Water samples were collected in triplicate, in 1 L acid washed (10%HCL) HDPE bottles from six points located throughout the system (Figure 3.2). During the first 83 days, samples were collected once weekly and analyzed for total ammonia nitrogen (TAN), nitrite (NO2-), total nitrogen (TN), total phosphorous (TP), chemical oxygen demand (COD), total suspended solids (TSS), and volatile suspended solids (VSS). Nitrate (NO3-) was analyzed twice weekly during this period. Beginning on day 118, sampling was reduced to twice monthly, for a total of six samples. At this point the biofilter was established and large variations in water quality were not expected. On day 188 sampling frequency was reduced to once monthly, for a total of three samples.

3.3.5 Analytical Methods

All water quality tests were adapted for use with saline water. Standard curves were made with a background salinity concentration of 15 ppt or 1.5 ppt depending on the chloride

interference levels of the test. TAN was analyzed based on the method outlined in Bower and Holm-Hansen (1980) (method detection limit (MDL), 0.04 mg/L TAN); NO2- was analyzed using a combination of Standard Methods 4500-N B and Strickland and Parsons (1972) (MDL, 0.01 mg/L NO2--N); NO3- was analyzed based on Zhang and Fischer (2006) (MDL, 0.15 mg/L NO3--N); TN was analyzed based on a persulfate digestion in Standard Methods 4500-N C (MDL, 1.3 mg/L TN), TP was analyzed based on Standard Methods 4500-P B (MDL, 0.33 mg/L TP); COD was analyzed with Standard Methods 5220 D, an additional 0.5 g of mercury sulfate was added to sample vials to eliminate chloride interference (MDL, 3.1 mg/L COD); TSS and VSS were analyzed based on Standard Methods 2540 D & E. Total iron was measured once, on a grab sample collected from the fish tanks. The method was based on Standard Methods 3500-Fe B. No MDL was determined for this test, although the method suggested a MDL of 0.02 mg/L Fe. The off-flavor compounds geosmin and 2-methylisoborneol (MIB) were measured once, on the same grab samples collected to analyze Fe. Measurements were completed as described in Pettit et al. (2014).

Dried plant samples were finely ground with a burr grinder then analyzed for TN and TP.

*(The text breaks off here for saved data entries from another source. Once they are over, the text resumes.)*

/// Keys predefined for persistance:
/// Prefix used with upstream response key
pub const RESPONSE_PREFIX: &str = "response";
/// Prefix used with response cache key
pub const RESPONSE_CACHE_PREFIX: &str = "response_cache";
/// Prefix used with pending request fingerprint key
pub const PENDING_FINGERPRINT_PREFIX: &str = "pending_fingerprint";
/// Prefix used with in-flight request marker
pub const IN_FLIGHT_PREFIX: &str = "in_flight";
/// Standing subscription IDs hash key
pub const SUBSCRIPTION_IDS_KEY: &str = "subscription_ids";
/// Latest subscription notifications hash key
pub const LATEST_NOTIFICATIONS_KEY: &str = "latest_notifications";
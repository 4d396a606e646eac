use mockall::automock;

use crate::error::Error;

pub mod rpc;

/// Outbound side of the shared upstream connection.
#[automock]
pub trait Upstream {
	/// Queues a serialized JSON-RPC frame for the upstream node.
	/// Fails with [`Error::UpstreamUnavailable`] while the connection is not open.
	fn send(&self, frame: String) -> Result<(), Error>;
}
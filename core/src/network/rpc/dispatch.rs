use std::collections::HashMap;
use tokio::sync::broadcast;
use tracing::{debug, trace, warn};

use crate::{
	data::{
		Database, InFlightKey, LatestNotificationsKey, PendingFingerprintKey, ResponseCacheKey,
		ResponseKey, SubscriptionIdsKey,
	},
	error::Error,
	request_id::UpstreamId,
	store::ResponseStore,
	types::{Frame, Notification, Topic},
};

/// Reserved request IDs of the standing subscriptions on the current connection
pub type SubscriptionIds = HashMap<String, Topic>;

/// Routes inbound upstream frames into the store or to the notification fanout
#[derive(Clone)]
pub struct Dispatcher<T: Database> {
	store: ResponseStore<T>,
	notifications: broadcast::Sender<Notification>,
}

impl<T: Database> Dispatcher<T> {
	pub fn new(store: ResponseStore<T>, notifications: broadcast::Sender<Notification>) -> Self {
		Dispatcher {
			store,
			notifications,
		}
	}

	pub async fn handle_frame(&self, text: &str, subscription_ids: &SubscriptionIds) {
		let frame = match Frame::try_from(text) {
			Ok(frame) => frame,
			Err(error) => {
				debug!(%error, "Dropping malformed upstream frame");
				return;
			},
		};
		if let Err(error) = self.dispatch(frame, subscription_ids).await {
			match error {
				Error::MalformedId(id) => debug!(%id, "Dropping upstream frame with unknown id"),
				error => warn!(%error, "Failed to dispatch upstream frame"),
			}
		}
	}

	async fn dispatch(&self, frame: Frame, subscription_ids: &SubscriptionIds) -> Result<(), Error> {
		let id = frame.id().cloned();

		if let Some(topic) = id
			.as_ref()
			.and_then(|id| id.as_str())
			.and_then(|id| subscription_ids.get(id))
		{
			let subscription_id = frame.result();
			debug!(%topic, %subscription_id, "Standing subscription acknowledged");
			return self
				.store
				.hash_put(SubscriptionIdsKey, topic.name(), subscription_id)
				.await;
		}

		if let Some(topic) = frame.method().and_then(Topic::from_notification_method) {
			if !frame.has_params() {
				trace!(%topic, "Dropping notification without params");
				return Ok(());
			}
			self.store
				.hash_put(LatestNotificationsKey, topic.name(), frame.clone())
				.await?;
			// No receivers means there are no connected clients
			let _ = self.notifications.send(Notification { topic, frame });
			return Ok(());
		}

		let Some(id) = id else {
			trace!(method = ?frame.method(), "Discarding upstream frame without id");
			return Ok(());
		};
		let Some(id) = id.as_str() else {
			return Err(Error::MalformedId(id.to_string()));
		};
		let upstream_id: UpstreamId = id.parse()?;

		trace!(%upstream_id, "Storing upstream response");
		self.store
			.put(ResponseKey(upstream_id.clone()), frame.clone())
			.await?;

		let pending = self
			.store
			.get(PendingFingerprintKey(upstream_id))
			.await?;
		if let Some(fingerprint) = pending {
			self.store
				.put(ResponseCacheKey(fingerprint.clone()), frame)
				.await?;
			self.store.delete(InFlightKey(fingerprint)).await?;
		}
		Ok(())
	}
}
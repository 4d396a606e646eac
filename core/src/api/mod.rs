use tokio::sync::broadcast::{self, error::RecvError};
use tracing::{debug, error, info, warn};

use crate::{api::types::WsClients, types::Notification};

pub mod configuration;
mod routes;
pub mod server;
pub mod types;
mod ws;

/// Fans out upstream notifications to the sessions subscribed to their topic
pub async fn publish(mut receiver: broadcast::Receiver<Notification>, clients: WsClients) {
	loop {
		let Notification { topic, frame } = match receiver.recv().await {
			Ok(notification) => notification,
			Err(RecvError::Lagged(skipped)) => {
				warn!(skipped, "Publisher is lagging behind, notifications skipped");
				continue;
			},
			Err(RecvError::Closed) => {
				info!("Receiver is closed, stopping publisher...");
				return;
			},
		};

		match clients.publish(&topic, &frame).await {
			Ok(results) => {
				let published = results.iter().filter(|&result| result.is_ok()).count();
				let failed = results.iter().filter(|&result| result.is_err()).count();
				debug!(%topic, published, failed, "Notification published to clients");
				for error in results.into_iter().filter_map(Result::err) {
					debug!(%topic, "Cannot publish notification to client: {error}")
				}
			},
			Err(error) => error!(%topic, "Cannot publish notification: {error:#}"),
		}
	}
}
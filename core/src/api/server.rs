//! Websocket server for gateway clients.
//!
//! # Endpoints
//!
//! * `/health` - returns `200 OK` while the server is running
//! * any other path - JSON-RPC 2.0 over websocket, multiplexed onto the upstream node connection

use color_eyre::{eyre::WrapErr, Result};
use futures::{Future, FutureExt};
use tracing::info;
use warp::Filter;

use super::{
	configuration::APIConfig,
	routes::{health_route, ws_route},
	types::WsClients,
};
use crate::{cache::Cache, data::Database, network::Upstream, shutdown::Controller};

pub struct Server<T: Database, U: Upstream> {
	pub cache: Cache<T, U>,
	pub ws_clients: WsClients,
	pub shutdown: Controller<String>,
}

impl<T, U> Server<T, U>
where
	T: Database + Clone + Send + Sync + 'static,
	U: Upstream + Send + Sync + 'static,
{
	/// Creates a websocket server that needs to be spawned into a runtime
	pub fn bind(self, cfg: APIConfig) -> Result<impl Future<Output = ()>> {
		let routes = ws_route(
			self.ws_clients,
			self.cache,
			cfg.idle_timeout,
			cfg.max_payload_size,
		)
		.or(health_route());

		let addr = cfg
			.socket_addr()
			.wrap_err("Unable to parse host address from config")?;
		info!("Gateway running on ws://{addr}");
		// warp graceful shutdown expects a signal that is [`Future<Output = ()>`]
		let shutdown_signal = self.shutdown.triggered_shutdown().map(|_| ());
		let (_, server) = warp::serve(routes)
			.try_bind_with_graceful_shutdown(addr, shutdown_signal)
			.wrap_err("Unable to bind websocket server")?;

		Ok(server)
	}
}
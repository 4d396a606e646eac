use color_eyre::Report;
use std::time::Duration;
use thiserror::Error;

/// Errors that can be reported back to a waiting client, or that cause an inbound frame to be dropped.
#[derive(Debug, Clone, Error, PartialEq)]
pub enum Error {
	#[error("Malformed request: {0}")]
	MalformedRequest(String),
	#[error("Malformed upstream id: {0}")]
	MalformedId(String),
	#[error("Upstream node is unavailable")]
	UpstreamUnavailable,
	#[error("Request timed out after {}ms", .0.as_millis())]
	Timeout(Duration),
	#[error("Store is unavailable: {0}")]
	StoreUnavailable(String),
}

impl Error {
	pub fn store(report: Report) -> Self {
		Error::StoreUnavailable(format!("{report:#}"))
	}

	/// JSON-RPC error code sent to the client
	pub fn code(&self) -> i64 {
		match self {
			Error::Timeout(_) => -32000,
			Error::UpstreamUnavailable => -32001,
			Error::StoreUnavailable(_) => -32002,
			Error::MalformedRequest(_) => -32600,
			Error::MalformedId(_) => -32603,
		}
	}
}

#[cfg(test)]
mod tests {
	use super::Error;
	use color_eyre::eyre::eyre;
	use std::time::Duration;
	use test_case::test_case;

	#[test_case(Error::Timeout(Duration::from_secs(1)) => -32000)]
	#[test_case(Error::UpstreamUnavailable => -32001)]
	#[test_case(Error::StoreUnavailable("down".into()) => -32002)]
	#[test_case(Error::MalformedRequest("bad".into()) => -32600)]
	fn error_codes(error: Error) -> i64 {
		error.code()
	}

	#[test]
	fn store_error_keeps_cause() {
		let error = Error::store(eyre!("connection refused").wrap_err("Get failed"));
		assert_eq!(
			error.to_string(),
			"Store is unavailable: Get failed: connection refused"
		);
	}
}
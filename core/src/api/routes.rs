use std::{convert::Infallible, time::Duration};
use warp::{Filter, Rejection, Reply};

use crate::{api::types::WsClients, cache::Cache, data::Database, network::Upstream};

use super::ws;

fn with_ws_clients(
	clients: WsClients,
) -> impl Filter<Extract = (WsClients,), Error = Infallible> + Clone {
	warp::any().map(move || clients.clone())
}

pub fn health_route() -> impl Filter<Extract = (impl Reply,), Error = Rejection> + Clone {
	warp::head()
		.or(warp::get())
		.and(warp::path("health"))
		.map(|_| warp::reply::with_status("", warp::http::StatusCode::OK))
}

/// Upgrades connections on any path to the gateway websocket
pub fn ws_route<T, U>(
	clients: WsClients,
	cache: Cache<T, U>,
	idle_timeout: Duration,
	max_payload_size: usize,
) -> impl Filter<Extract = (impl Reply,), Error = Rejection> + Clone
where
	T: Database + Clone + Send + Sync + 'static,
	U: Upstream + Send + Sync + 'static,
{
	warp::ws()
		.and(with_ws_clients(clients))
		.and(warp::any().map(move || cache.clone()))
		.map(move |ws: warp::ws::Ws, clients, cache| {
			ws.max_message_size(max_payload_size)
				.on_upgrade(move |web_socket| ws::connect(web_socket, clients, cache, idle_timeout))
		})
}
use serde::{de::DeserializeOwned, Serialize};
use std::time::Duration;

use crate::{
	request_id::UpstreamId,
	types::{Fingerprint, Frame},
};
use color_eyre::Result;

mod keys;
use keys::*;

mod mem_db;
pub use mem_db::*;

#[cfg(feature = "rocksdb")]
mod rocks_db;
#[cfg(feature = "rocksdb")]
pub use rocks_db::*;

#[cfg(not(feature = "rocksdb"))]
pub type DB = mem_db::MemoryDB;
#[cfg(feature = "rocksdb")]
pub type DB = rocks_db::RocksDB;

/// Type of the database key which we can get from the custom key.
pub trait RecordKey {
	type Type: Serialize + DeserializeOwned;

	fn key(&self) -> String;
}

/// Key-value store backing the gateway state.
///
/// Entries written with a TTL are treated as absent once expired, regardless of whether
/// the backend has already reclaimed them.
pub trait Database {
	/// Puts value for given key into database, without expiry.
	fn put<T: RecordKey>(&self, key: T, value: T::Type) -> Result<()>;

	/// Puts value for given key into database, expiring after given TTL.
	fn put_with_ttl<T: RecordKey>(&self, key: T, value: T::Type, ttl: Duration) -> Result<()>;

	/// Atomically puts value with TTL, only if there is no live value for the key.
	/// Returns `true` if the value was written.
	fn put_if_absent<T: RecordKey>(&self, key: T, value: T::Type, ttl: Duration) -> Result<bool>;

	/// Gets value for given key.
	fn get<T: RecordKey>(&self, key: T) -> Result<Option<T::Type>>;

	/// Deletes value from the database for the given key.
	fn delete<T: RecordKey>(&self, key: T) -> Result<()>;

	/// Puts value into the field of a hash stored under the given key.
	fn hash_put<T: RecordKey>(&self, key: T, field: &str, value: T::Type) -> Result<()>;

	/// Gets value from the field of a hash stored under the given key.
	fn hash_get<T: RecordKey>(&self, key: T, field: &str) -> Result<Option<T::Type>>;

	/// Removes expired entries, returns number of removed entries.
	fn prune_expired(&self) -> Result<usize>;
}

/// Upstream response to a forwarded request, keyed by its upstream ID
#[derive(Clone)]
pub struct ResponseKey(pub UpstreamId);

impl RecordKey for ResponseKey {
	type Type = Frame;

	fn key(&self) -> String {
		let ResponseKey(upstream_id) = self;
		format!("{RESPONSE_PREFIX}:{upstream_id}")
	}
}

/// Last response for a normalized call
#[derive(Clone)]
pub struct ResponseCacheKey(pub Fingerprint);

impl RecordKey for ResponseCacheKey {
	type Type = Frame;

	fn key(&self) -> String {
		let ResponseCacheKey(fingerprint) = self;
		format!("{RESPONSE_CACHE_PREFIX}:{fingerprint}")
	}
}

/// Fingerprint of the request pending under an upstream ID
#[derive(Clone)]
pub struct PendingFingerprintKey(pub UpstreamId);

impl RecordKey for PendingFingerprintKey {
	type Type = Fingerprint;

	fn key(&self) -> String {
		let PendingFingerprintKey(upstream_id) = self;
		format!("{PENDING_FINGERPRINT_PREFIX}:{upstream_id}")
	}
}

/// Upstream ID of the single request in flight for a normalized call
#[derive(Clone)]
pub struct InFlightKey(pub Fingerprint);

impl RecordKey for InFlightKey {
	type Type = UpstreamId;

	fn key(&self) -> String {
		let InFlightKey(fingerprint) = self;
		format!("{IN_FLIGHT_PREFIX}:{fingerprint}")
	}
}

/// Upstream subscription IDs of standing subscriptions, hashed by topic
#[derive(Clone)]
pub struct SubscriptionIdsKey;

impl RecordKey for SubscriptionIdsKey {
	type Type = serde_json::Value;

	fn key(&self) -> String {
		SUBSCRIPTION_IDS_KEY.into()
	}
}

/// Latest notification frames, hashed by topic
#[derive(Clone)]
pub struct LatestNotificationsKey;

impl RecordKey for LatestNotificationsKey {
	type Type = Frame;

	fn key(&self) -> String {
		LATEST_NOTIFICATIONS_KEY.into()
	}
}
use crate::cursor::Navigation;
use crate::record::{PersonRecord, Record};
use crate::ui::theme;
use owo_colors::OwoColorize;

pub struct Icons;

impl Icons {
    pub const CHECK: &str = "✅";
    pub const CROSS: &str = "❌";
    pub const WARN: &str = "⚠️";
    pub const PERSON: &str = "👤";
    pub const DATABASE: &str = "🗄️";
    pub const EMPTY: &str = "∅";
}

pub fn header(text: &str) {
    println!("{} {}", Icons::DATABASE, text.style(theme().header.clone()));
}

pub fn success(label: &str) {
    println!("{} {}", Icons::CHECK, label.style(theme().success.clone()));
}

pub fn error(label: &str) {
    eprintln!("{} {}", Icons::CROSS, label.style(theme().error.clone()));
}

pub fn warn(label: &str) {
    eprintln!("{} {}", Icons::WARN, label.style(theme().warn.clone()));
}

pub fn section(title: &str) {
    println!();
    println!("━{}━", title.style(theme().header.clone()));
}

fn field(label: &str, value: Option<&str>) {
    println!(
        "  {:<12} {}",
        format!("{label}:").style(theme().label.clone()),
        value.unwrap_or("-")
    );
}

/// Print one record as a labelled block
pub fn record_card(record: &Record) {
    let person = record.person();
    println!(
        "{} {} #{}",
        Icons::PERSON,
        record.kind().label().style(theme().header.clone()),
        person.key.style(theme().key.clone())
    );
    field("First name", person.first_name.as_deref());
    field("Last name", person.last_name.as_deref());
    field("Street", person.street.as_deref());
    field("Postal code", person.postal_code.as_deref());
    field("Place", person.place.as_deref());
    field("Phone", person.phone.as_deref());
    field("Email", person.email.as_deref());

    match record {
        Record::Employee(_) => {}
        Record::ExternalEmployee(e) => {
            println!("  {:<12} {}", "Company:".style(theme().label.clone()), e.company.style(theme().category.clone()));
        }
        Record::Customer(c) => {
            println!("  {:<12} {}", "Industry:".style(theme().label.clone()), c.industry.style(theme().category.clone()));
        }
    }
}

/// Render the outcome of a cursor move
pub fn navigation<R: PersonRecord>(nav: Navigation<R>) {
    match nav {
        Navigation::Shown(record) => record_card(&record.into_record()),
        Navigation::Empty => println!("{} No records.", Icons::EMPTY),
        Navigation::NotFound(key) => warn(&format!("No record with key {key}.")),
    }
}
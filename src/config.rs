use serde::{Deserialize, Serialize};
use std::path::{Path, PathBuf};
use std::time::Duration;
use crate::storage::{SqliteConnector, DEFAULT_BUSY_TIMEOUT};

#[derive(Debug, Clone, Serialize, Deserialize, Default, PartialEq, Eq)]
pub struct VerwaltungConfig {
    pub database: Option<String>,
    pub busy_timeout_ms: Option<u64>,
}

impl VerwaltungConfig {
    pub fn busy_timeout(&self) -> Duration {
        self.busy_timeout_ms
            .map(Duration::from_millis)
            .unwrap_or(DEFAULT_BUSY_TIMEOUT)
    }

    /// Database path from the config, falling back to the default under `base`
    pub fn database_path_in(&self, base: &Path) -> PathBuf {
        self.database
            .as_deref()
            .map(PathBuf::from)
            .unwrap_or_else(|| default_database_path_in(base))
    }

    pub fn connector(&self, database: &Path) -> SqliteConnector {
        SqliteConnector::new(database).with_busy_timeout(self.busy_timeout())
    }
}

pub fn default_config_path() -> PathBuf {
    PathBuf::from("verwaltung.toml")
}

pub fn default_database_path_in(base: &Path) -> PathBuf {
    base.join(".verwaltung").join("verwaltung.db")
}

pub fn load_config(path: Option<&Path>) -> anyhow::Result<Option<VerwaltungConfig>> {
    let path = path.map(Path::to_path_buf).unwrap_or_else(default_config_path);
    if !path.exists() {
        return Ok(None);
    }

    let contents = std::fs::read_to_string(&path)?;
    let config: VerwaltungConfig = toml::from_str(&contents)?;
    Ok(Some(config))
}

pub fn write_config(path: &Path, config: &VerwaltungConfig, force: bool) -> anyhow::Result<()> {
    if path.exists() && !force {
        anyhow::bail!("config already exists at {} (use --force to overwrite)", path.display());
    }

    let contents = toml::to_string_pretty(config)?;
    std::fs::write(path, contents)?;
    Ok(())
}

pub fn ensure_db_dir(db_path: &Path) -> anyhow::Result<()> {
    if let Some(parent) = db_path.parent() {
        if !parent.as_os_str().is_empty() && !parent.exists() {
            std::fs::create_dir_all(parent)?;
        }
    }
    Ok(())
}

#[cfg(test)]
mod tests {
    use super::*;

    #[test]
    fn test_missing_config_is_none() {
        let dir = tempfile::tempdir().unwrap();
        assert!(load_config(Some(dir.path().join("nope.toml").as_path())).unwrap().is_none());
    }

    #[test]
    fn test_write_then_load() {
        let dir = tempfile::tempdir().unwrap();
        let path = dir.path().join("verwaltung.toml");
        let config = VerwaltungConfig {
            database: Some("data/people.db".into()),
            busy_timeout_ms: Some(250),
        };

        write_config(&path, &config, false).unwrap();
        assert!(write_config(&path, &config, false).is_err());
        write_config(&path, &config, true).unwrap();

        let loaded = load_config(Some(path.as_path())).unwrap().unwrap();
        assert_eq!(loaded, config);
        assert_eq!(loaded.busy_timeout(), Duration::from_millis(250));
    }

    #[test]
    fn test_defaults() {
        let config = VerwaltungConfig::default();
        assert_eq!(config.busy_timeout(), DEFAULT_BUSY_TIMEOUT);
        assert_eq!(
            config.database_path_in(Path::new("/srv")),
            PathBuf::from("/srv/.verwaltung/verwaltung.db")
        );
    }

    #[test]
    fn test_ensure_db_dir_creates_parent() {
        let dir = tempfile::tempdir().unwrap();
        let db = dir.path().join("nested").join("deeper").join("v.db");
        ensure_db_dir(&db).unwrap();
        assert!(db.parent().unwrap().is_dir());
    }
}
use crate::category::CategoryUsage;
use crate::record::{Record, RecordKey};
use tabled::{settings::Style, Table, Tabled};

#[derive(Tabled)]
pub struct RecordRow {
    #[tabled(rename = "Key")]
    pub key: RecordKey,
    #[tabled(rename = "Name")]
    pub name: String,
    #[tabled(rename = "Street")]
    pub street: String,
    #[tabled(rename = "Postal code")]
    pub postal_code: String,
    #[tabled(rename = "Place")]
    pub place: String,
    #[tabled(rename = "Phone")]
    pub phone: String,
    #[tabled(rename = "Email")]
    pub email: String,
    #[tabled(rename = "Company / Industry")]
    pub category: String,
}

impl From<&Record> for RecordRow {
    fn from(record: &Record) -> Self {
        let person = record.person();
        let text = |value: &Option<String>| value.clone().unwrap_or_default();
        let category = match record {
            Record::Employee(_) => String::from("-"),
            Record::ExternalEmployee(e) => e.company.clone(),
            Record::Customer(c) => c.industry.clone(),
        };

        Self {
            key: person.key,
            name: person.display_name(),
            street: text(&person.street),
            postal_code: text(&person.postal_code),
            place: text(&person.place),
            phone: text(&person.phone),
            email: text(&person.email),
            category,
        }
    }
}

#[derive(Tabled)]
pub struct StatRow {
    #[tabled(rename = "Table")]
    pub table: String,
    #[tabled(rename = "Rows")]
    pub rows: usize,
}

#[derive(Tabled)]
pub struct CategoryRow {
    #[tabled(rename = "Id")]
    pub id: i64,
    #[tabled(rename = "Name")]
    pub name: String,
    #[tabled(rename = "Records")]
    pub records: usize,
}

/// Table view of a record listing. Empty input gives an empty string.
pub fn records_table(records: &[Record]) -> String {
    if records.is_empty() {
        return String::new();
    }
    let rows: Vec<RecordRow> = records.iter().map(RecordRow::from).collect();
    Table::new(rows).with(Style::rounded()).to_string()
}

pub fn stats_table(stats: &[(&str, usize)]) -> String {
    let rows: Vec<StatRow> = stats
        .iter()
        .map(|(table, rows)| StatRow {
            table: table.to_string(),
            rows: *rows,
        })
        .collect();
    Table::new(rows).with(Style::rounded()).to_string()
}

pub fn categories_table(categories: &[CategoryUsage]) -> String {
    if categories.is_empty() {
        return String::new();
    }
    let rows: Vec<CategoryRow> = categories
        .iter()
        .map(|c| CategoryRow {
            id: c.category.id,
            name: c.category.name.clone(),
            records: c.records,
        })
        .collect();
    Table::new(rows).with(Style::rounded()).to_string()
}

TN was analyzed on a TN 3000 Total Nitrogen Analyzer (Thermo Scientific, MA). The NIST standard reference material apple leaves (SRM #1515) were used to create the calibration line and peach leaves (SRM #1547) were used as an accuracy check. TP was analyzed using a persulfate digestion (Standard Methods 4500-P J) and an ascorbic acid colorimetric

determination (Standard Methods 4500-P E). A standard solution of potassium phosphate was used for the calibration line and apple leaves (SRM #1515) were used as an accuracy check.

3.3.6 Statistical Methods

Water quality data were presented as the mean of three replicate samples ± the standard deviation. Statistical analyses were completed with Minitab 16 Statistical Software (State College, PA) where ρ < 0.05 was considered significant for all analyses. Influent and effluent to system components such as the hydroponic plant beds were evaluated with paired t-tests. If necessary data was log transformed to meet assumptions for normality.